• [WORK TO BE COMPLETED]:
In the entries below, find each line with the word "LifecycleEvent" and return it.

Collected data entries

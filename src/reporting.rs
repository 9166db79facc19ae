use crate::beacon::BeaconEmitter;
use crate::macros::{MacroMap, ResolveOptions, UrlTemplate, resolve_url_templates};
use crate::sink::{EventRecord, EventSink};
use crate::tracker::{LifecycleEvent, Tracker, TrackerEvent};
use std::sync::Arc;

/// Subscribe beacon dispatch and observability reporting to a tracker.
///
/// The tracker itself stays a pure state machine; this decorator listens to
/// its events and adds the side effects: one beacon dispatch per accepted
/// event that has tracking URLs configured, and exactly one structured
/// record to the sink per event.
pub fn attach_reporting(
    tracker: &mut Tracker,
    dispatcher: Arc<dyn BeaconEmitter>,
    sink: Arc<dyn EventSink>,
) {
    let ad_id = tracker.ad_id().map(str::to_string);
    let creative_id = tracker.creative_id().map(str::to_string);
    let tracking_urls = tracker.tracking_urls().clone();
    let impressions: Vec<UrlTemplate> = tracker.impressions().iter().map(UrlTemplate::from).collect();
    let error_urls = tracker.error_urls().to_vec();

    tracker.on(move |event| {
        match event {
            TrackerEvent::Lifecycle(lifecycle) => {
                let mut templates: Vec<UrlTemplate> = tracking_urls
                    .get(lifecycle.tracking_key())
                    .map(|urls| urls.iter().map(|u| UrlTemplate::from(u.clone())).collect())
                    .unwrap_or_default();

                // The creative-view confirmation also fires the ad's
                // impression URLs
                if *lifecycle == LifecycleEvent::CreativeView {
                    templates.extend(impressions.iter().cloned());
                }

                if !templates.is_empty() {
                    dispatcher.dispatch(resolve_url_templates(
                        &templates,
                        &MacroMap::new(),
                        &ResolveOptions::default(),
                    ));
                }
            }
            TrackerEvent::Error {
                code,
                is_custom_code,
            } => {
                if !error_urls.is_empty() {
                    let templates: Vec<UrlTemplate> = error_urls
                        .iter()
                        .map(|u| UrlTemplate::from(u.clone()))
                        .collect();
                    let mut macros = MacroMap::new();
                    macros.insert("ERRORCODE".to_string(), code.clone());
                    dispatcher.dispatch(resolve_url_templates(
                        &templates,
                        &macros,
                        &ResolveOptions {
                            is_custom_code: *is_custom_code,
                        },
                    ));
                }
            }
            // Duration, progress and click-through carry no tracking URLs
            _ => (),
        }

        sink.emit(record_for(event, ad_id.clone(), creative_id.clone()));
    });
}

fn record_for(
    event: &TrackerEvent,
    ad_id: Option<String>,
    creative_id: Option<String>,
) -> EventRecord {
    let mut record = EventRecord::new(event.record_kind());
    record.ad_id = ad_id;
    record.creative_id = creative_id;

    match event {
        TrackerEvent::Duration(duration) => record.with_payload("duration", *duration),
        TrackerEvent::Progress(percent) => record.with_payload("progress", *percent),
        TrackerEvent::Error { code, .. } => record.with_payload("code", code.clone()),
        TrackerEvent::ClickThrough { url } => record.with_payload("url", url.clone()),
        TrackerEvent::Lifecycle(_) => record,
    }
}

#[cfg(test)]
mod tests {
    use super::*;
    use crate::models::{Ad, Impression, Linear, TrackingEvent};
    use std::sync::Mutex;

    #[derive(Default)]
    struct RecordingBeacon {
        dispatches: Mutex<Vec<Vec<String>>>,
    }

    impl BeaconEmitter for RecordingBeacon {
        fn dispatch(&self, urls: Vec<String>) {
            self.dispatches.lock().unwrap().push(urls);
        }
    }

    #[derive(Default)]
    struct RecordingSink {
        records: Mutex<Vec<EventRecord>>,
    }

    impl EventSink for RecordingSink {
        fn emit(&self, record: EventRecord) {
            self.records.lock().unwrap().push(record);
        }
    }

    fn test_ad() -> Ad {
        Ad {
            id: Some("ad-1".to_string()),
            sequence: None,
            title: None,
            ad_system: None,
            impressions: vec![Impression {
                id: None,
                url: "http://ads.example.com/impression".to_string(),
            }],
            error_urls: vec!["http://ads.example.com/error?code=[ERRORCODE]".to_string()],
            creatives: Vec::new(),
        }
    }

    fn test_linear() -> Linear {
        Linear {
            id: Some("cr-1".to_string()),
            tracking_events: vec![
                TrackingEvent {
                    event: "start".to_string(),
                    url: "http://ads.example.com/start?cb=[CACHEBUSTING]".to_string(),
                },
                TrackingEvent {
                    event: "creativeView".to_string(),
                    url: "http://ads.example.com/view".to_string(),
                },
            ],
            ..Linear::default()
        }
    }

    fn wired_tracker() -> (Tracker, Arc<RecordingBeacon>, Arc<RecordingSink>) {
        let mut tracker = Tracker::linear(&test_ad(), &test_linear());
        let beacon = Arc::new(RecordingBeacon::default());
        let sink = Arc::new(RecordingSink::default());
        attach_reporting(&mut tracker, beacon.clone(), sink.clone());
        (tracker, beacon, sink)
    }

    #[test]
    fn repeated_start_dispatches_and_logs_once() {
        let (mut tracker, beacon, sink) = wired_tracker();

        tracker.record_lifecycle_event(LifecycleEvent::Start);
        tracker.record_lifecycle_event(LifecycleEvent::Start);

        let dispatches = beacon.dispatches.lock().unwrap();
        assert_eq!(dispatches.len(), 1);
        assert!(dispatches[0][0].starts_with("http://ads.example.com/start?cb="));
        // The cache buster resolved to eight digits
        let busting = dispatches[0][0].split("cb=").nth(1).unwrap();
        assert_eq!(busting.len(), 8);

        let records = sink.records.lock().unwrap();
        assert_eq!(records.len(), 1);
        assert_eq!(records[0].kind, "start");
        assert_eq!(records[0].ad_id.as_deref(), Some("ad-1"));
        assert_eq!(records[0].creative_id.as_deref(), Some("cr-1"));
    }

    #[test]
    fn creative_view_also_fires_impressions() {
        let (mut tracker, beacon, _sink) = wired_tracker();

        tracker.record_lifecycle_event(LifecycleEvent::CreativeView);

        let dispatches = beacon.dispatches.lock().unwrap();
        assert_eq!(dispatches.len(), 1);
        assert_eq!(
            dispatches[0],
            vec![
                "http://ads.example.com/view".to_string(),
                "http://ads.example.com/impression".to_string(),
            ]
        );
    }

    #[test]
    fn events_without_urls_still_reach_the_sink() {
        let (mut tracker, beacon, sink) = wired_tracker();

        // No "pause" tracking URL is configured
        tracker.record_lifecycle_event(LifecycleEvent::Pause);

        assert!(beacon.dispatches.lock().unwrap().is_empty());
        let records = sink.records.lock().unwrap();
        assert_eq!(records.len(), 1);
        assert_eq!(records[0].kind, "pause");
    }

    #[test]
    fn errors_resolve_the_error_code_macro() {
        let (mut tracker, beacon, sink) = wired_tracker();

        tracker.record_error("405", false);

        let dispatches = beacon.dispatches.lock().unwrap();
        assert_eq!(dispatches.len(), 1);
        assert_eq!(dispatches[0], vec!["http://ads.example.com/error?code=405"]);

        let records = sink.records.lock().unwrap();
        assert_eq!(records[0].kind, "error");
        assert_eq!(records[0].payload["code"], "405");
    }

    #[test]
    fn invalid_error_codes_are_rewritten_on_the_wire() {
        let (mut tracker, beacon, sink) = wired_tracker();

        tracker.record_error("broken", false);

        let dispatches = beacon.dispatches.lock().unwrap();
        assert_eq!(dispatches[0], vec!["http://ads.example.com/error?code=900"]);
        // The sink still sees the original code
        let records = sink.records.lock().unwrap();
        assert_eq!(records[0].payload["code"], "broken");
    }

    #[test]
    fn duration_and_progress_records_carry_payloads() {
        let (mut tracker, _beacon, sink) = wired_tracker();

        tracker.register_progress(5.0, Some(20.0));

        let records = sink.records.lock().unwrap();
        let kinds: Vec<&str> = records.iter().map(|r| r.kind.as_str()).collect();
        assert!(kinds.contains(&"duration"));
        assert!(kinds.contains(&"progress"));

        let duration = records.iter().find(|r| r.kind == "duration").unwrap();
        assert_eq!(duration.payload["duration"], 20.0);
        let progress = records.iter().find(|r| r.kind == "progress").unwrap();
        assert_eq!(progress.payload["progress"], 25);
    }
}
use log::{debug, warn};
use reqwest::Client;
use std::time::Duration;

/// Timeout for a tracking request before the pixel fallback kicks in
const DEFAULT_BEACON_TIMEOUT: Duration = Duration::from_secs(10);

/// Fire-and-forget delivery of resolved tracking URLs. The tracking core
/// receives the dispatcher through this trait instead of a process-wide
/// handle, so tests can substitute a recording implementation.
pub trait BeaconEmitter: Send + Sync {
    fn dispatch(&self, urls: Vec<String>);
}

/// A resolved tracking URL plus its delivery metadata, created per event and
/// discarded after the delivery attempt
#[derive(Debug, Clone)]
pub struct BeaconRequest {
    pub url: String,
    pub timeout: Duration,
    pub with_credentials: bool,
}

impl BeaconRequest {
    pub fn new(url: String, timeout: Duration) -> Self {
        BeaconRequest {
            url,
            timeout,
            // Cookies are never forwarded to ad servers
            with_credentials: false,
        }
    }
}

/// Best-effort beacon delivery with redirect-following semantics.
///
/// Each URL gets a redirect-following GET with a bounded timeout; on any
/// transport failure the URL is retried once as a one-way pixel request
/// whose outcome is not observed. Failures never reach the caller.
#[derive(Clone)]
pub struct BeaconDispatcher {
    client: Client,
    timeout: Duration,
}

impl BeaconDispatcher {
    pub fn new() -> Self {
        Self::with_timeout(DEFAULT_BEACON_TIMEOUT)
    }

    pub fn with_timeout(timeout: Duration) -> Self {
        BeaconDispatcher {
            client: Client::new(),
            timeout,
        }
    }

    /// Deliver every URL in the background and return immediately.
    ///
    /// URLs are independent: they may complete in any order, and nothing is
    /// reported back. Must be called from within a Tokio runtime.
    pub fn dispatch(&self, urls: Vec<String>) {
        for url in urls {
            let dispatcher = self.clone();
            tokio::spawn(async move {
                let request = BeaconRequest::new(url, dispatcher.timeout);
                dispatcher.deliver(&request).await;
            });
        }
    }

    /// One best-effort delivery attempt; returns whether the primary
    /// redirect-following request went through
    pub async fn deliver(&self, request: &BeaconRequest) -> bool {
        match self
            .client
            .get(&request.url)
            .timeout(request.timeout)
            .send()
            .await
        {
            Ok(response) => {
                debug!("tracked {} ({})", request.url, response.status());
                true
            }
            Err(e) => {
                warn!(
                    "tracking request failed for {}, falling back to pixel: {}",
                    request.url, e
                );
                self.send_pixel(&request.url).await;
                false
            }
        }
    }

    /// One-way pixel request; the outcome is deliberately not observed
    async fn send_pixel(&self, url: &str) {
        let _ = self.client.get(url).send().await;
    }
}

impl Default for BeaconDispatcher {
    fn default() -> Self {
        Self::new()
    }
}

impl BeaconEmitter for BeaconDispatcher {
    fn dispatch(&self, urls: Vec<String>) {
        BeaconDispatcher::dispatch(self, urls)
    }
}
...
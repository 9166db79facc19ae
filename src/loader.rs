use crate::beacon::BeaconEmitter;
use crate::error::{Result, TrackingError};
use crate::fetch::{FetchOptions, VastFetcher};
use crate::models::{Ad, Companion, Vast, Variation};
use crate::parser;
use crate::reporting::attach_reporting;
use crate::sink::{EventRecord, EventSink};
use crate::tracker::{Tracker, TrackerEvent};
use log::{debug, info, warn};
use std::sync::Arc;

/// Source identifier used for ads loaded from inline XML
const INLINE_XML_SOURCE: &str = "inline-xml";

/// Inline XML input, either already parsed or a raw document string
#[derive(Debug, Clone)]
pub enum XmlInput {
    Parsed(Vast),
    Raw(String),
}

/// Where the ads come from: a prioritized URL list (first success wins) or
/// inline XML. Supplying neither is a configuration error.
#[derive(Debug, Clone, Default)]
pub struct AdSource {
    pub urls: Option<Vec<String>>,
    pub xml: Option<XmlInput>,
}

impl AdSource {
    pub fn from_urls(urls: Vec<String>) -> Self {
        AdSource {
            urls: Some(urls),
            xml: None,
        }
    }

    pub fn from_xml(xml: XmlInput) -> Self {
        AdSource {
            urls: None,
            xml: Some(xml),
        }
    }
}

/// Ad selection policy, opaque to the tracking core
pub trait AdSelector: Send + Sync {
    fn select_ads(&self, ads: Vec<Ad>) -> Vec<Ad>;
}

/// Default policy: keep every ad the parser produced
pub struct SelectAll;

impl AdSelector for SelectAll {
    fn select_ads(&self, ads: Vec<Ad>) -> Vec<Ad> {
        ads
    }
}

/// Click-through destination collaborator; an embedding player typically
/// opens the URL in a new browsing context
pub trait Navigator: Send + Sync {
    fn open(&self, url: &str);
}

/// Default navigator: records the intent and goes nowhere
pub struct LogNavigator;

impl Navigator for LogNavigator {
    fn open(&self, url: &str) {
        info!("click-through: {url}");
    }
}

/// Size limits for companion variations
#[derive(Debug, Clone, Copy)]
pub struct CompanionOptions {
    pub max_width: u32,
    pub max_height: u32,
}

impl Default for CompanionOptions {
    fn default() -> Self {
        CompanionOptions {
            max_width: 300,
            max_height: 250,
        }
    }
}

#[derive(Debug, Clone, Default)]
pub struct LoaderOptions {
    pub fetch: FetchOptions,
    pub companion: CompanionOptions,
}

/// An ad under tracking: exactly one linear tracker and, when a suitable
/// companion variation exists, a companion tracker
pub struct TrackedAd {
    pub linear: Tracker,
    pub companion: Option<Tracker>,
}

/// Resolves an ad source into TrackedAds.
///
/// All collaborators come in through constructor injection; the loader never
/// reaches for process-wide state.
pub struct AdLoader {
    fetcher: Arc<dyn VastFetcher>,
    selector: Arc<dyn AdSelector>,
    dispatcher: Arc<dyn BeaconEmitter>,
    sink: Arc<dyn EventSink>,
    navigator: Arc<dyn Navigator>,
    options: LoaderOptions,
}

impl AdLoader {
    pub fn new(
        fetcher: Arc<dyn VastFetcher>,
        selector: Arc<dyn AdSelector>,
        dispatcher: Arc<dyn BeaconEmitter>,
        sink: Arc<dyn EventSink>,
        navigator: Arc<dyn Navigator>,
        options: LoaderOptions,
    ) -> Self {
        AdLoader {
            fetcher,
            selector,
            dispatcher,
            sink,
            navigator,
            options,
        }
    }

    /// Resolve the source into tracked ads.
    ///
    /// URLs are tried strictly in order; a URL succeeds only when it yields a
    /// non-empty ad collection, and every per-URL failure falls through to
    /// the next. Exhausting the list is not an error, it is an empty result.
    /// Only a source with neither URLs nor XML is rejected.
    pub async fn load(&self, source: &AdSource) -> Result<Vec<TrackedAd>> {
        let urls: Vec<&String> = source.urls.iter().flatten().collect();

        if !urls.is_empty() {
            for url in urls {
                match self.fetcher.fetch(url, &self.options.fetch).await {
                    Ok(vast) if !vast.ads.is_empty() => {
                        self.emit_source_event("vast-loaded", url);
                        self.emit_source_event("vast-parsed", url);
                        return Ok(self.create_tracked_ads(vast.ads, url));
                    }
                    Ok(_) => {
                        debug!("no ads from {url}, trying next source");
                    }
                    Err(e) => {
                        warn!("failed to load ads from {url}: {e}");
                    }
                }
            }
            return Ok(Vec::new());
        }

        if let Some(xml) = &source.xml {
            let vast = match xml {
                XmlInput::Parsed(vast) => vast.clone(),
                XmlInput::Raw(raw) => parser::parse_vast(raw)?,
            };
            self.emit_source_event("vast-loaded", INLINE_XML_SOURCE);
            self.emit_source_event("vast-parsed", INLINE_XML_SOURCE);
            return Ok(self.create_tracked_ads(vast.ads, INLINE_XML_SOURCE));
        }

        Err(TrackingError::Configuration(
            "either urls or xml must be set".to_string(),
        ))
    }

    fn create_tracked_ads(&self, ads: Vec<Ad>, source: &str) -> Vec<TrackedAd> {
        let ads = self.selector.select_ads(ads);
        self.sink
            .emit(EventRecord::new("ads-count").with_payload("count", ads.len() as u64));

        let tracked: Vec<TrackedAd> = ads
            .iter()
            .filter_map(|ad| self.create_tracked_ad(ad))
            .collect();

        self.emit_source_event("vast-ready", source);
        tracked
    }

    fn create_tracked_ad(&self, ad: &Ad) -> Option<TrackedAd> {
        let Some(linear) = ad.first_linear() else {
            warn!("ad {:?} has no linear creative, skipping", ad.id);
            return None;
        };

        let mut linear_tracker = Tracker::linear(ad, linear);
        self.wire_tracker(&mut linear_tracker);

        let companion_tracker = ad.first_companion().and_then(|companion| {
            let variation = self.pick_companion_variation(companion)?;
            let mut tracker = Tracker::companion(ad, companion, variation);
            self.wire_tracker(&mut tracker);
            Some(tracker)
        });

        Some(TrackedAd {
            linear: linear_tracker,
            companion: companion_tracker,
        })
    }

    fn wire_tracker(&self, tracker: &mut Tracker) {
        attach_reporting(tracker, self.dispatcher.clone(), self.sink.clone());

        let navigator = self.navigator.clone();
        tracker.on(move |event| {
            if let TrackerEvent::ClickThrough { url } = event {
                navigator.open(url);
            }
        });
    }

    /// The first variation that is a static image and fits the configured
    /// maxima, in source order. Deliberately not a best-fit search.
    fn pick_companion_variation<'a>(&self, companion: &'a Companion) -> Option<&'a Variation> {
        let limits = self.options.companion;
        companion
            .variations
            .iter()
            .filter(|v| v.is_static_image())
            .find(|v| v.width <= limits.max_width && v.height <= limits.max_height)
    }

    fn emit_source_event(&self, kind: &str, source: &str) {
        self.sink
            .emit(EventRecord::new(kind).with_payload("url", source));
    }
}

• [ANSWER BELOW]:
use crate::tracker::{LifecycleEvent, Tracker, TrackerEvent};
                if *lifecycle == LifecycleEvent::CreativeView {
        tracker.record_lifecycle_event(LifecycleEvent::Start);
        tracker.record_lifecycle_event(LifecycleEvent::Start);
        tracker.record_lifecycle_event(LifecycleEvent::CreativeView);
        tracker.record_lifecycle_event(LifecycleEvent::Pause);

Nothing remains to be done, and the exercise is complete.